EXERCISE PROMPT » Filter the listing below for "LayeredEntry" and report every line that has it.
DATA LISTING section start
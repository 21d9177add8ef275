//! Resource Resolution
//!
//! Translates a logical `(type, name)` pair into exactly one file in the
//! layered resource tree and exposes listing, structural validation, and
//! permission inspection over the same namespace. Resolution is stateless:
//! nothing is cached, so edits between calls are always observed.

pub mod layers;
pub mod permissions;
pub mod resolution;
pub mod resolver;

pub use layers::{LayeredEntry, LayeredResolution};
pub use permissions::{check_permissions, PermissionReport};
pub use resolution::{MissCause, ResolutionResult};
pub use resolver::{FsResourceResolver, ResourceHealthReport, ResourceResolver};
//! Integration tests for layered resource resolution and agent loading

mod agent_loading;
mod cli_contracts;
mod config_management;
mod resource_resolution;
//! Override-aware resolution across the core/org/custom layers.
//!
//! Layer directories live at `<base>/<layer_root>/<layer>/<type>`. The first
//! override layer holding the file wins (custom, then org, then core); when no
//! layer has it, the configured flat directory is used.

use super::resolution::{MissCause, ResolutionResult};
use super::resolver::{list_dir, read_at, reject_invalid_name, FsResourceResolver};
use crate::types::{Layer, ResourceType};
use serde::Serialize;
use std::collections::BTreeMap;
use std::path::PathBuf;

/// Resolution plus the layer that supplied it (`None` for the flat path).
#[derive(Debug, Clone, PartialEq, Eq, Serialize)]
pub struct LayeredResolution {
    pub layer: Option<Layer>,
    pub result: ResolutionResult,
}

/// Listed name and the layer whose copy takes precedence.
#[derive(Debug, Clone, PartialEq, Eq, Serialize)]
pub struct LayeredEntry {
    pub name: String,
    pub layer: Option<Layer>,
}

impl FsResourceResolver {
    pub fn layer_dir(&self, layer: Layer, type_name: &str) -> PathBuf {
        self.base_path()
            .join(&self.config().layer_root)
            .join(layer.as_str())
            .join(type_name)
    }

    /// Resolve inside exactly one layer.
    pub fn resolve_in_layer(&self, layer: Layer, ty: ResourceType, name: &str) -> ResolutionResult {
        if let Some(invalid) = reject_invalid_name(ty.as_str(), name) {
            return invalid;
        }
        read_at(&self.layer_dir(layer, ty.as_str()).join(name), ty.as_str(), name)
    }

    /// Resolve with override precedence, falling back to the flat path.
    pub fn resolve_layered(&self, ty: ResourceType, name: &str) -> LayeredResolution {
        self.resolve_layered_raw(ty.as_str(), name)
    }

    /// Names across override layers and the flat directory, highest layer winning.
    pub fn list_layered(&self, ty: ResourceType) -> Vec<LayeredEntry> {
        self.list_layered_raw(ty.as_str())
    }

    pub(crate) fn resolve_layered_raw(&self, type_name: &str, name: &str) -> LayeredResolution {
        if let Some(invalid) = reject_invalid_name(type_name, name) {
            return LayeredResolution {
                layer: None,
                result: invalid,
            };
        }

        for layer in Layer::OVERRIDE_ORDER {
            let candidate = self.layer_dir(layer, type_name).join(name);
            if !candidate.exists() {
                continue;
            }
            // An unreadable override stops the search rather than exposing a lower layer.
            tracing::debug!(resource_type = type_name, name, %layer, "resolved from layer");
            return LayeredResolution {
                layer: Some(layer),
                result: read_at(&candidate, type_name, name),
            };
        }

        let result = match self.resolve_flat(type_name, name) {
            ResolutionResult::NotFound {
                cause: MissCause::Missing,
                reason,
            } => ResolutionResult::NotFound {
                cause: MissCause::Missing,
                reason: format!(
                    "{}; override layers searched: {}",
                    reason,
                    Layer::OVERRIDE_ORDER
                        .iter()
                        .map(|l| l.as_str())
                        .collect::<Vec<_>>()
                        .join(", ")
                ),
            },
            other => other,
        };

        LayeredResolution {
            layer: None,
            result,
        }
    }

    pub(crate) fn list_layered_raw(&self, type_name: &str) -> Vec<LayeredEntry> {
        let mut winners: BTreeMap<String, Option<Layer>> = BTreeMap::new();

        for name in self.list_flat(type_name) {
            winners.insert(name, None);
        }
        // Lowest precedence first so higher layers overwrite.
        for layer in Layer::OVERRIDE_ORDER.iter().rev() {
            for name in list_dir(&self.layer_dir(*layer, type_name), type_name) {
                winners.insert(name, Some(*layer));
            }
        }

        winners
            .into_iter()
            .map(|(name, layer)| LayeredEntry { name, layer })
            .collect()
    }
}
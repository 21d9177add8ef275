//! ConfigManager: load, mutate, and persist the project configuration document.

use super::document::{validate_config, ConfigPatch, InitOptions, LcAgentsConfig, TeamRole};
use crate::error::ApiError;
use crate::types::DEFAULT_LAYER_ROOT;
use std::collections::BTreeMap;
use std::path::{Path, PathBuf};

pub const CONFIG_FILE_NAME: &str = "config.yaml";

/// Owns the on-disk configuration document.
///
/// Every mutation is a read-modify-write of the whole file; there is no
/// in-memory copy that could go stale between calls.
#[derive(Debug, Clone)]
pub struct ConfigManager {
    config_path: PathBuf,
}

impl ConfigManager {
    /// Manager for `<project_root>/.lcagents/config.yaml`.
    pub fn new(project_root: &Path) -> Self {
        Self {
            config_path: project_root.join(DEFAULT_LAYER_ROOT).join(CONFIG_FILE_NAME),
        }
    }

    /// Manager for an explicit document path.
    pub fn with_path(config_path: PathBuf) -> Self {
        Self { config_path }
    }

    pub fn config_path(&self) -> &Path {
        &self.config_path
    }

    pub fn exists(&self) -> bool {
        self.config_path.is_file()
    }

    /// Read and parse the document. Absence is an error, never silently defaulted.
    pub fn load_config(&self) -> Result<LcAgentsConfig, ApiError> {
        if !self.config_path.exists() {
            return Err(ApiError::ConfigError(format!(
                "Configuration file not found: {}",
                self.config_path.display()
            )));
        }

        let content = std::fs::read_to_string(&self.config_path).map_err(|e| {
            ApiError::ConfigError(format!(
                "Failed to read configuration file {}: {}",
                self.config_path.display(),
                e
            ))
        })?;

        let config: LcAgentsConfig = serde_yaml::from_str(&content).map_err(|e| {
            ApiError::ConfigError(format!(
                "Failed to parse configuration file {}: {}",
                self.config_path.display(),
                e
            ))
        })?;

        validate_config(&config)?;
        Ok(config)
    }

    /// Validate and write the document, creating parent directories as needed.
    pub fn save_config(&self, config: &LcAgentsConfig) -> Result<(), ApiError> {
        validate_config(config)?;

        if let Some(parent) = self.config_path.parent() {
            std::fs::create_dir_all(parent).map_err(|e| {
                ApiError::ConfigError(format!(
                    "Failed to create configuration directory {}: {}",
                    parent.display(),
                    e
                ))
            })?;
        }

        let yaml = serde_yaml::to_string(config).map_err(|e| {
            ApiError::ConfigError(format!("Failed to serialize configuration: {}", e))
        })?;

        std::fs::write(&self.config_path, yaml).map_err(|e| {
            ApiError::ConfigError(format!(
                "Failed to write configuration to {}: {}",
                self.config_path.display(),
                e
            ))
        })?;

        tracing::debug!(path = %self.config_path.display(), "configuration saved");
        Ok(())
    }

    /// Merge a partial update into the stored document and persist it.
    pub fn update_config(&self, patch: ConfigPatch) -> Result<LcAgentsConfig, ApiError> {
        let mut config = self.load_config()?;
        config.apply(patch);
        self.save_config(&config)?;
        Ok(config)
    }

    /// Merge entries into `paths`; unspecified types keep their prior values.
    pub fn update_paths(
        &self,
        paths: BTreeMap<String, String>,
    ) -> Result<LcAgentsConfig, ApiError> {
        self.update_config(ConfigPatch {
            paths: Some(paths),
            ..ConfigPatch::default()
        })
    }

    pub fn get_team_roles(&self) -> Result<BTreeMap<String, TeamRole>, ApiError> {
        Ok(self.load_config()?.team_roles)
    }

    pub fn get_team_role(&self, name: &str) -> Result<Option<TeamRole>, ApiError> {
        Ok(self.load_config()?.team_roles.remove(name))
    }

    /// Insert or replace a team role.
    pub fn set_team_role(&self, name: &str, role: TeamRole) -> Result<(), ApiError> {
        let mut roles = BTreeMap::new();
        roles.insert(name.to_string(), role);
        self.update_config(ConfigPatch {
            team_roles: Some(roles),
            ..ConfigPatch::default()
        })?;
        Ok(())
    }

    /// Remove a team role. Removing an unknown role succeeds without writing.
    pub fn remove_team_role(&self, name: &str) -> Result<(), ApiError> {
        let mut config = self.load_config()?;
        if config.team_roles.remove(name).is_none() {
            tracing::debug!(role = name, "team role not present; nothing to remove");
            return Ok(());
        }
        self.save_config(&config)
    }

    /// Replace the whole document with the built-in default and persist it.
    pub fn reset_to_defaults(&self) -> Result<LcAgentsConfig, ApiError> {
        let config = LcAgentsConfig::default();
        self.save_config(&config)?;
        tracing::info!(path = %self.config_path.display(), "configuration reset to defaults");
        Ok(config)
    }

    /// Bootstrap a new document from defaults plus caller overrides.
    pub fn initialize_config(&self, options: InitOptions) -> Result<LcAgentsConfig, ApiError> {
        let mut config = LcAgentsConfig::default();
        let relocated_root = options.layer_root.clone();
        if let Some(ref root) = relocated_root {
            // Convention paths follow a relocated root unless explicitly overridden.
            for (type_name, path) in config.paths.iter_mut() {
                *path = format!("{}/{}", root, type_name);
            }
        }
        config.apply(options.into());
        self.save_config(&config)?;
        tracing::info!(path = %self.config_path.display(), "configuration initialized");
        Ok(config)
    }
}
//! Agent command service: single entry point per agent CLI command variant.
//!
//! Owns the agent workflows; the CLI parses, calls one method per variant, and formats output.

use super::loader::{
    has_agent_extension, logical_agent_name, AgentLoadFailure, AgentLoader, ParsedAgent,
};
use super::validation::ValidationResult;
use crate::error::ApiError;
use serde::Serialize;
use std::sync::Arc;

pub struct AgentCommandService;

/// Result of agent list command.
#[derive(Debug, Clone, Serialize)]
pub struct AgentListResult {
    pub agents: Vec<AgentListItem>,
    pub failures: Vec<AgentLoadFailure>,
}

#[derive(Debug, Clone, Serialize)]
pub struct AgentListItem {
    pub name: String,
    pub title: String,
    pub icon: String,
    pub role: String,
    pub commands: usize,
}

/// Result of agent show command.
#[derive(Debug, Clone)]
pub struct AgentShowResult {
    pub agent: Arc<ParsedAgent>,
    /// Unresolved dependencies
    pub warnings: Vec<String>,
}

/// Result of agent validate (single agent).
#[derive(Debug, Clone, Serialize)]
pub struct AgentValidateSingleResult {
    pub result: ValidationResult,
}

/// Result of agent validate --all.
#[derive(Debug, Clone, Serialize)]
pub struct AgentValidateAllResult {
    pub results: Vec<ValidationResult>,
}

impl AgentValidateAllResult {
    pub fn valid_count(&self) -> usize {
        self.results.iter().filter(|r| r.is_valid()).count()
    }

    pub fn all_valid(&self) -> bool {
        self.results.iter().all(|r| r.is_valid())
    }
}

impl AgentCommandService {
    /// Load every agent; failures are reported next to the successes.
    pub fn list(loader: &AgentLoader) -> AgentListResult {
        let loaded = loader.load_all_agents();
        let agents = loaded
            .loaded
            .iter()
            .map(|agent| AgentListItem {
                name: agent.name.clone(),
                title: agent.definition.title.clone(),
                icon: agent.definition.icon.clone(),
                role: agent.definition.persona.role.clone(),
                commands: agent.definition.commands.len(),
            })
            .collect();
        AgentListResult {
            agents,
            failures: loaded.errors,
        }
    }

    /// Show one agent along with dependency warnings.
    pub fn show(loader: &AgentLoader, name: &str) -> Result<AgentShowResult, ApiError> {
        let agent = loader.load_agent(name)?;
        let warnings = loader.check_dependencies(&agent.definition);
        Ok(AgentShowResult { agent, warnings })
    }

    /// Validate a single agent.
    pub fn validate_single(
        loader: &AgentLoader,
        name: &str,
    ) -> Result<AgentValidateSingleResult, ApiError> {
        let result = loader.validate_agent(name)?;
        Ok(AgentValidateSingleResult { result })
    }

    /// Validate every agent file; load failures become failed results.
    pub fn validate_all(loader: &AgentLoader) -> AgentValidateAllResult {
        let mut names: Vec<String> = loader
            .resolver()
            .list_resources(crate::types::ResourceType::Agents)
            .into_iter()
            .filter(|file| has_agent_extension(file))
            .map(|file| logical_agent_name(&file).to_string())
            .collect();
        names.sort();
        names.dedup();

        let results = names
            .into_iter()
            .map(|name| {
                loader.validate_agent(&name).unwrap_or_else(|e| {
                    let mut r = ValidationResult::new(name.clone());
                    r.add_error(format!("Failed to validate: {}", e));
                    r
                })
            })
            .collect();
        AgentValidateAllResult { results }
    }
}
DATA LISTING section end
EXERCISE RESULT »
pub use layers::{LayeredEntry, LayeredResolution};
pub struct LayeredEntry {
    pub fn list_layered(&self, ty: ResourceType) -> Vec<LayeredEntry> {
    pub(crate) fn list_layered_raw(&self, type_name: &str) -> Vec<LayeredEntry> {
            .map(|(name, layer)| LayeredEntry { name, layer })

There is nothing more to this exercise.